» Your assignment: Please reproduce exactly the lines from the start of the records through the one containing "use nucleon_storage::KeyValueStore;", and nothing more.

(Saved data entries)
#####

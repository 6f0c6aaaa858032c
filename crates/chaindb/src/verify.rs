//! Startup integrity scan over a tail of the best chain.

use std::collections::HashMap;

use nucleon_log::{log_info, log_warn};
use nucleon_primitives::hash::hash_to_hex;
use nucleon_storage::KeyValueStore;

use crate::db::ChainDb;
use crate::error::ChainDbError;
use crate::hooks::{BlockReader, ChainHooks};
use crate::index::NodeId;
use crate::shutdown::ShutdownToken;
use crate::state::ChainState;

/// Walk the best chain tip-down for `check_blocks` blocks (0 = the whole
/// chain), running the checks selected by `check_level` at every block.
///
/// Check levels are cumulative:
///   1 - re-read each block and validate it (level 7 also checks the
///       block signature)
///   2 - cross-check transaction index positions against the block,
///       re-reading mislocated transactions
///   3 - re-read every transaction and compare its hash
///   4 - require spent markers to point into the scanned tail
///   5 - require every input's prevout to carry a spent marker
///   6 - re-read each spender, validate it, and require it to actually
///       spend the output it is recorded against
///
/// Any failed check records the failing block's parent as the fork point;
/// the walk keeps descending so every corrupt block gets logged, and the
/// deepest fork wins. Afterwards the best chain is rolled back to the
/// fork via the validation layer. A corruption-free scan leaves the best
/// pointer untouched.
pub fn verify_chain<S: KeyValueStore>(
    db: &mut ChainDb<S>,
    state: &mut ChainState,
    reader: &impl BlockReader,
    hooks: &impl ChainHooks<S>,
    check_level: u32,
    check_blocks: u32,
    shutdown: &ShutdownToken,
) -> Result<(), ChainDbError> {
    let Some(best) = state.best else {
        return Ok(());
    };

    let mut check_depth = if check_blocks == 0 {
        1_000_000_000
    } else {
        check_blocks as i32
    };
    if check_depth > state.best_height {
        check_depth = state.best_height;
    }
    log_info!(
        "verify_chain: verifying last {} blocks at level {}",
        check_depth,
        check_level,
    );

    let mut fork: Option<NodeId> = None;
    let mut block_positions: HashMap<(u32, u32), NodeId> = HashMap::new();
    let mut cursor = best;
    loop {
        let node = state.index.get(cursor);
        let Some(prev) = node.prev else {
            break;
        };
        if shutdown.is_requested() || node.height < state.best_height - check_depth {
            break;
        }

        let Some(block) = reader.read_block(node.file, node.block_pos) else {
            return Err(ChainDbError::Corrupt(
                "verify_chain: block read failed".to_string(),
            ));
        };

        if check_level > 0 && !hooks.check_block(&block, true, true, check_level > 6) {
            log_warn!(
                "verify_chain: [WARNING] found bad block at {}, hash={}",
                node.height,
                hash_to_hex(&node.hash),
            );
            fork = Some(prev);
        }

        if check_level > 1 {
            block_positions.insert((node.file, node.block_pos), cursor);

            for tx in &block.transactions {
                let tx_hash = tx.txid();

                if let Some(txindex) = db.read_tx_index(&tx_hash)? {
                    // Either the index points somewhere else (an error or
                    // a duplicate transaction) or the level asks for a
                    // full re-read; both paths re-read and compare hashes.
                    if check_level > 2
                        || node.file != txindex.pos.file
                        || node.block_pos != txindex.pos.block_pos
                    {
                        match reader.read_tx(txindex.pos) {
                            None => {
                                log_warn!(
                                    "verify_chain: [WARNING] cannot read mislocated transaction {}",
                                    hash_to_hex(&tx_hash),
                                );
                                fork = Some(prev);
                            }
                            Some(found) => {
                                if found.txid() != tx_hash {
                                    log_warn!(
                                        "verify_chain: [WARNING] invalid tx position for {}",
                                        hash_to_hex(&tx_hash),
                                    );
                                    fork = Some(prev);
                                }
                            }
                        }
                    }

                    if check_level > 3 {
                        for (output_index, marker) in txindex.spent.iter().enumerate() {
                            let Some(spent_pos) = marker else {
                                continue;
                            };
                            if !block_positions
                                .contains_key(&(spent_pos.file, spent_pos.block_pos))
                            {
                                log_warn!(
                                    "verify_chain: [WARNING] found bad spend at {}, hash_block={}, hash_tx={}",
                                    node.height,
                                    hash_to_hex(&node.hash),
                                    hash_to_hex(&tx_hash),
                                );
                                fork = Some(prev);
                            }
                            if check_level > 5 {
                                match reader.read_tx(*spent_pos) {
                                    None => {
                                        log_warn!(
                                            "verify_chain: [WARNING] cannot read spending transaction of {}:{} from disk",
                                            hash_to_hex(&tx_hash),
                                            output_index,
                                        );
                                        fork = Some(prev);
                                    }
                                    Some(spender) => {
                                        if !hooks.check_transaction(&spender) {
                                            log_warn!(
                                                "verify_chain: [WARNING] spending transaction of {}:{} is invalid",
                                                hash_to_hex(&tx_hash),
                                                output_index,
                                            );
                                            fork = Some(prev);
                                        } else {
                                            let spends = spender.vin.iter().any(|input| {
                                                input.prevout.hash == tx_hash
                                                    && input.prevout.index == output_index as u32
                                            });
                                            if !spends {
                                                log_warn!(
                                                    "verify_chain: [WARNING] spending transaction of {}:{} does not spend it",
                                                    hash_to_hex(&tx_hash),
                                                    output_index,
                                                );
                                                fork = Some(prev);
                                            }
                                        }
                                    }
                                }
                            }
                        }
                    }
                }

                if check_level > 4 {
                    for input in &tx.vin {
                        if let Some(prev_entry) = db.read_tx_index(&input.prevout.hash)? {
                            let spent_index = input.prevout.index as usize;
                            if prev_entry.spent.len() <= spent_index
                                || prev_entry.spent[spent_index].is_none()
                            {
                                log_warn!(
                                    "verify_chain: [WARNING] found unspent prevout {}:{} in {}",
                                    hash_to_hex(&input.prevout.hash),
                                    input.prevout.index,
                                    hash_to_hex(&tx_hash),
                                );
                                fork = Some(prev);
                            }
                        }
                    }
                }
            }
        }

        cursor = prev;
    }

    if let Some(fork_id) = fork {
        if !shutdown.is_requested() {
            let (fork_height, fork_file, fork_pos) = {
                let fork_node = state.index.get(fork_id);
                (fork_node.height, fork_node.file, fork_node.block_pos)
            };
            log_warn!(
                "verify_chain: [WARNING] moving best chain pointer back to block {}",
                fork_height,
            );
            if reader.read_block(fork_file, fork_pos).is_none() {
                return Err(ChainDbError::Corrupt(
                    "verify_chain: block read failed".to_string(),
                ));
            }
            hooks.set_best_chain(db, state, fork_id)?;
        }
    }

    Ok(())
}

#####

» Answer section:
repository 6f0c6aaaa858032c
filename crates/chaindb/src/verify.rs
//! Startup integrity scan over a tail of the best chain.

use std::collections::HashMap;

use nucleon_log::{log_info, log_warn};
use nucleon_primitives::hash::hash_to_hex;
use nucleon_storage::KeyValueStore;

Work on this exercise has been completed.